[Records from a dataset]

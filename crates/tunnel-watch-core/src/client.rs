//! Read-only client for the TfL Road API.

use crate::model::{decode_disruptions, decode_road_statuses, RoadDisruption, RoadStatus};
use reqwest::{Client, Url};
use std::time::Duration;
use thiserror::Error;
use tracing::debug;

pub const DEFAULT_BASE_URL: &str = "https://api.tfl.gov.uk";

#[derive(Debug, Error)]
pub enum TflError {
    #[error("invalid base URL {url:?}: {reason}")]
    InvalidBaseUrl { url: String, reason: String },
    #[error("TfL API request failed: {0}")]
    Transport(#[from] reqwest::Error),
    #[error("TfL API returned HTTP {code}{}", body_suffix(.body))]
    HttpStatus { code: u16, body: String },
    #[error("decoding response: {0}")]
    Decode(#[from] serde_json::Error),
}

fn body_suffix(body: &str) -> String {
    if body.is_empty() {
        String::new()
    } else {
        format!(": {body}")
    }
}

/// Immutable settings for one [`TflClient`].
#[derive(Debug, Clone)]
pub struct ClientConfig {
    pub base_url: String,
    pub app_id: Option<String>,
    pub app_key: Option<String>,
    /// Whole-request timeout, connect through body.
    pub timeout: Duration,
    pub user_agent: String,
}

impl Default for ClientConfig {
    fn default() -> Self {
        Self {
            base_url: DEFAULT_BASE_URL.to_string(),
            app_id: None,
            app_key: None,
            timeout: Duration::from_secs(30),
            user_agent: concat!("tunnel-watch/", env!("CARGO_PKG_VERSION")).to_string(),
        }
    }
}

impl ClientConfig {
    pub fn new(base_url: impl Into<String>) -> Self {
        Self {
            base_url: base_url.into(),
            ..Self::default()
        }
    }

    /// Set credentials; empty strings count as absent.
    pub fn with_credentials(mut self, app_id: Option<String>, app_key: Option<String>) -> Self {
        self.app_id = app_id.filter(|v| !v.is_empty());
        self.app_key = app_key.filter(|v| !v.is_empty());
        self
    }

    pub fn with_timeout(mut self, timeout: Duration) -> Self {
        self.timeout = timeout;
        self
    }
}

#[derive(Debug, Clone)]
pub struct TflClient {
    base_url: Url,
    app_id: Option<String>,
    app_key: Option<String>,
    http: Client,
}

impl TflClient {
    pub fn new(config: ClientConfig) -> Result<Self, TflError> {
        let base_url = parse_base_url(&config.base_url)?;
        let http = Client::builder()
            .timeout(config.timeout)
            .user_agent(config.user_agent)
            .build()?;

        Ok(Self {
            base_url,
            app_id: config.app_id.filter(|v| !v.is_empty()),
            app_key: config.app_key.filter(|v| !v.is_empty()),
            http,
        })
    }

    /// `GET /Road/{ids}`. An empty id list returns immediately.
    pub async fn fetch_road_statuses(&self, ids: &[String]) -> Result<Vec<RoadStatus>, TflError> {
        if ids.is_empty() {
            return Ok(Vec::new());
        }
        let url = self.endpoint(&format!("Road/{}", ids.join(",")))?;
        let body = self.get(url).await?;
        let statuses = decode_road_statuses(&body)?;
        debug!(count = statuses.len(), "decoded road statuses");
        Ok(statuses)
    }

    /// `GET /Road/all/Disruption`.
    pub async fn fetch_road_disruptions(&self) -> Result<Vec<RoadDisruption>, TflError> {
        let url = self.endpoint("Road/all/Disruption")?;
        let body = self.get(url).await?;
        let disruptions = decode_disruptions(&body)?;
        debug!(count = disruptions.len(), "decoded road disruptions");
        Ok(disruptions)
    }

    fn endpoint(&self, path: &str) -> Result<Url, TflError> {
        let raw = format!("{}/{}", self.base_url.as_str().trim_end_matches('/'), path);
        let mut url = Url::parse(&raw).map_err(|e| TflError::InvalidBaseUrl {
            url: raw.clone(),
            reason: e.to_string(),
        })?;

        if self.app_id.is_some() || self.app_key.is_some() {
            let mut pairs = url.query_pairs_mut();
            if let Some(id) = &self.app_id {
                pairs.append_pair("app_id", id);
            }
            if let Some(key) = &self.app_key {
                pairs.append_pair("app_key", key);
            }
        }
        Ok(url)
    }

    /// Issue one GET and return the body of a 2xx response.
    async fn get(&self, url: Url) -> Result<String, TflError> {
        // The query carries credentials, so only the path is logged.
        debug!(path = url.path(), "GET");
        let resp = self.http.get(url).send().await?;
        let status = resp.status();
        let bytes = resp.bytes().await?;
        let body = String::from_utf8_lossy(&bytes).into_owned();

        if !status.is_success() {
            return Err(TflError::HttpStatus {
                code: status.as_u16(),
                body,
            });
        }
        Ok(body)
    }
}

fn parse_base_url(raw: &str) -> Result<Url, TflError> {
    let url = Url::parse(raw.trim()).map_err(|e| TflError::InvalidBaseUrl {
        url: raw.to_string(),
        reason: e.to_string(),
    })?;
    if url.cannot_be_a_base() || !matches!(url.scheme(), "http" | "https") {
        return Err(TflError::InvalidBaseUrl {
            url: raw.to_string(),
            reason: "expected an http(s) URL".to_string(),
        });
    }
    if url.query().is_some() || url.fragment().is_some() {
        return Err(TflError::InvalidBaseUrl {
            url: raw.to_string(),
            reason: "query and fragment are not allowed".to_string(),
        });
    }
    Ok(url)
}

> **INSTRUCTIONS TO FOLLOW**: In the lines above, find each one with "ClientConfig" and list it.

> **EXERCISE OUTPUT**:
pub struct ClientConfig {
impl Default for ClientConfig {
impl ClientConfig {
    pub fn new(config: ClientConfig) -> Result<Self, TflError> {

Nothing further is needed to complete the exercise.